┌─ Materials provided

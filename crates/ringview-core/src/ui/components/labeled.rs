// src/ui/components/labeled.rs
//! Label + value pair drawn on one line.

use embedded_graphics::pixelcolor::Rgb888;
use embedded_graphics::prelude::*;

use crate::canvas::Canvas;
use crate::ui::DrawOutcome;
use crate::ui::colors::DEFAULT_FOREGROUND;
use crate::ui::fonts::{self, FontRef};

/// Horizontal pixels reserved per label character.
const LABEL_CHAR_PX: i32 = 5;

/// A `LABEL value` pair, e.g. `CH 06`.
///
/// Without a label only the value is drawn, in the label font.
#[derive(Debug, Clone)]
pub struct LabeledValue {
    position: Point,
    color: Rgb888,
    label: Option<String>,
    value: String,
    label_font: FontRef,
    text_font: FontRef,
    spacing: i32,
}

impl LabeledValue {
    pub fn new(
        label: Option<String>,
        value: impl Into<String>,
        position: Point,
        label_font: FontRef,
        text_font: FontRef,
    ) -> Self {
        Self {
            position,
            color: DEFAULT_FOREGROUND,
            label,
            value: value.into(),
            label_font,
            text_font,
            spacing: 5,
        }
    }

    pub fn with_color(mut self, color: Rgb888) -> Self {
        self.color = color;
        self
    }

    pub fn with_spacing(mut self, spacing: i32) -> Self {
        self.spacing = spacing;
        self
    }

    pub fn label(&self) -> Option<&str> {
        self.label.as_deref()
    }

    pub fn value(&self) -> &str {
        &self.value
    }

    /// Replace the value, returning whether it changed.
    pub fn set_value(&mut self, value: String) -> bool {
        if self.value == value {
            return false;
        }
        self.value = value;
        true
    }

    /// Where the value starts, given the current label.
    pub fn value_position(&self) -> Point {
        match &self.label {
            Some(label) => {
                let offset = self.spacing + LABEL_CHAR_PX * label.chars().count() as i32;
                self.position + Point::new(offset, 0)
            }
            None => self.position,
        }
    }

    pub fn draw(&self, canvas: &mut Canvas) -> DrawOutcome {
        match &self.label {
            None => canvas.text(self.position, &self.value, self.label_font, self.color),
            Some(label) => {
                canvas.text(self.position, label, self.label_font, self.color);
                canvas.text(self.value_position(), &self.value, self.text_font, self.color);
            }
        }

        let issue = match &self.label {
            None => fonts::draw_issue(self.label_font, &self.value),
            Some(label) => fonts::draw_issue(self.label_font, label)
                .or_else(|| fonts::draw_issue(self.text_font, &self.value)),
        };
        issue.map_or(DrawOutcome::Drawn, DrawOutcome::Degraded)
    }
}
// src/sink.rs
//! Render sink contract, panel layouts and the preview forwarder.
//!
//! A sink is anything that consumes finished frames: a physical panel driver,
//! the desktop emulator, a network preview. Sinks receive an immutable
//! [`Frame`] and are never required to read it back.

use std::collections::HashMap;
use std::io::Cursor;
use std::sync::Arc;
use std::sync::atomic::{AtomicU64, Ordering};

use embedded_graphics::prelude::*;
use image::ImageFormat;
use parking_lot::Mutex;

use crate::canvas::Frame;
use crate::error::SinkError;

// ============================================================================
// Layout
// ============================================================================

/// Panel geometry and the anchor of every built-in widget.
#[derive(Debug, Clone, PartialEq)]
pub struct Layout {
    pub width: u32,
    pub height: u32,
    anchors: HashMap<String, Point>,
}

impl Layout {
    pub fn new(width: u32, height: u32) -> Self {
        Self {
            width,
            height,
            anchors: HashMap::new(),
        }
    }

    pub fn with_anchor(mut self, key: impl Into<String>, position: Point) -> Self {
        self.anchors.insert(key.into(), position);
        self
    }

    /// Anchor for `key`, the origin when the layout does not name it.
    pub fn anchor(&self, key: &str) -> Point {
        self.anchors.get(key).copied().unwrap_or(Point::zero())
    }

    pub fn center(&self) -> Point {
        Point::new((self.width / 2) as i32, (self.height / 2) as i32)
    }

    /// 240x240 round IPS panel.
    pub fn round_240() -> Self {
        Self::new(240, 240)
            .with_anchor("face", Point::new(40, 40))
            .with_anchor("name", Point::new(10, 15))
            .with_anchor("channel", Point::new(5, 110))
            .with_anchor("aps", Point::new(95, 8))
            .with_anchor("uptime", Point::new(165, 15))
            .with_anchor("status", Point::new(70, 205))
            .with_anchor("shakes", Point::new(10, 220))
            .with_anchor("mode", Point::new(165, 220))
            .with_anchor("friend_face", Point::new(10, 185))
            .with_anchor("friend_name", Point::new(50, 190))
    }
}

// ============================================================================
// Sink contract
// ============================================================================

/// Consumer of finished frames.
///
/// `render` is best-effort: the view logs an `Err` and moves on to the next
/// sink. Implementations must return promptly since the view holds its
/// render lock while dispatching.
pub trait RenderSink: Send {
    /// Short name used in logs.
    fn name(&self) -> &str;

    /// Bring the output up. A failure here makes the sink unusable.
    fn initialize(&mut self) -> Result<(), SinkError>;

    /// Geometry and widget anchors for this panel.
    fn layout(&self) -> Layout;

    fn render(&mut self, frame: &Frame) -> Result<(), SinkError>;

    fn clear(&mut self) -> Result<(), SinkError>;

    /// Read back what is currently shown, when the output supports it.
    fn image(&self) -> Option<Frame> {
        None
    }
}

// ============================================================================
// Preview forwarder
// ============================================================================

#[derive(Default)]
struct PreviewInner {
    latest: Mutex<Option<Frame>>,
    generation: AtomicU64,
}

/// Latest-frame slot for preview consumers (e.g. a web UI).
///
/// Publishing replaces the previous frame, so a slow reader only ever skips
/// frames and never delays the view. Cloning yields another handle to the
/// same slot.
#[derive(Clone, Default)]
pub struct PreviewSlot {
    inner: Arc<PreviewInner>,
}

impl PreviewSlot {
    pub fn new() -> Self {
        Self::default()
    }

    pub fn publish(&self, frame: Frame) {
        *self.inner.latest.lock() = Some(frame);
        self.inner.generation.fetch_add(1, Ordering::Release);
    }

    pub fn latest(&self) -> Option<Frame> {
        self.inner.latest.lock().clone()
    }

    /// Number of frames published so far.
    pub fn generation(&self) -> u64 {
        self.inner.generation.load(Ordering::Acquire)
    }

    /// Latest frame encoded as PNG, `None` before the first publish.
    pub fn encode_png(&self) -> Result<Option<Vec<u8>>, image::ImageError> {
        let Some(frame) = self.latest() else {
            return Ok(None);
        };
        let mut bytes = Vec::new();
        frame.write_to(&mut Cursor::new(&mut bytes), ImageFormat::Png)?;
        Ok(Some(bytes))
    }
}

impl core::fmt::Debug for PreviewSlot {
    fn fmt(&self, f: &mut core::fmt::Formatter<'_>) -> core::fmt::Result {
        f.debug_struct("PreviewSlot")
            .field("generation", &self.generation())
            .finish()
    }
}

// ============================================================================
// Test doubles
// ============================================================================

#[cfg(test)]
pub(crate) mod testing {
    use super::*;

    #[derive(Default)]
    pub struct Recorded {
        pub renders: usize,
        pub clears: usize,
        pub last: Option<Frame>,
    }

    /// Sink that records every call into a shared log.
    pub struct RecordingSink {
        pub name: String,
        pub layout: Layout,
        pub log: Arc<Mutex<Recorded>>,
        pub fail_init: bool,
        pub fail_render: bool,
    }

    impl RecordingSink {
        pub fn new(name: &str) -> (Self, Arc<Mutex<Recorded>>) {
            let log = Arc::new(Mutex::new(Recorded::default()));
            let sink = Self {
                name: name.to_owned(),
                layout: Layout::round_240(),
                log: log.clone(),
                fail_init: false,
                fail_render: false,
            };
            (sink, log)
        }
    }

    impl RenderSink for RecordingSink {
        fn name(&self) -> &str {
            &self.name
        }

        fn initialize(&mut self) -> Result<(), SinkError> {
            if self.fail_init {
                return Err(SinkError::Init("driver missing".into()));
            }
            Ok(())
        }

        fn layout(&self) -> Layout {
            self.layout.clone()
        }

        fn render(&mut self, frame: &Frame) -> Result<(), SinkError> {
            let mut log = self.log.lock();
            log.renders += 1;
            log.last = Some(frame.clone());
            if self.fail_render {
                return Err(SinkError::Render("bus error".into()));
            }
            Ok(())
        }

        fn clear(&mut self) -> Result<(), SinkError> {
            self.log.lock().clears += 1;
            Ok(())
        }

        fn image(&self) -> Option<Frame> {
            self.log.lock().last.clone()
        }
    }
}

└─

• The task
The first line of the data, the line with "#[derive(Debug, Clone)]", and all lines in between are to be copied exactly. Leave out everything else.

• Exercise answer
filename crates/ringview-core/src/ui/components/labeled.rs
// src/ui/components/labeled.rs
//! Label + value pair drawn on one line.

use embedded_graphics::pixelcolor::Rgb888;
use embedded_graphics::prelude::*;

use crate::canvas::Canvas;
use crate::ui::DrawOutcome;
use crate::ui::colors::DEFAULT_FOREGROUND;
use crate::ui::fonts::{self, FontRef};

/// Horizontal pixels reserved per label character.
const LABEL_CHAR_PX: i32 = 5;

/// A `LABEL value` pair, e.g. `CH 06`.
///
/// Without a label only the value is drawn, in the label font.
#[derive(Debug, Clone)]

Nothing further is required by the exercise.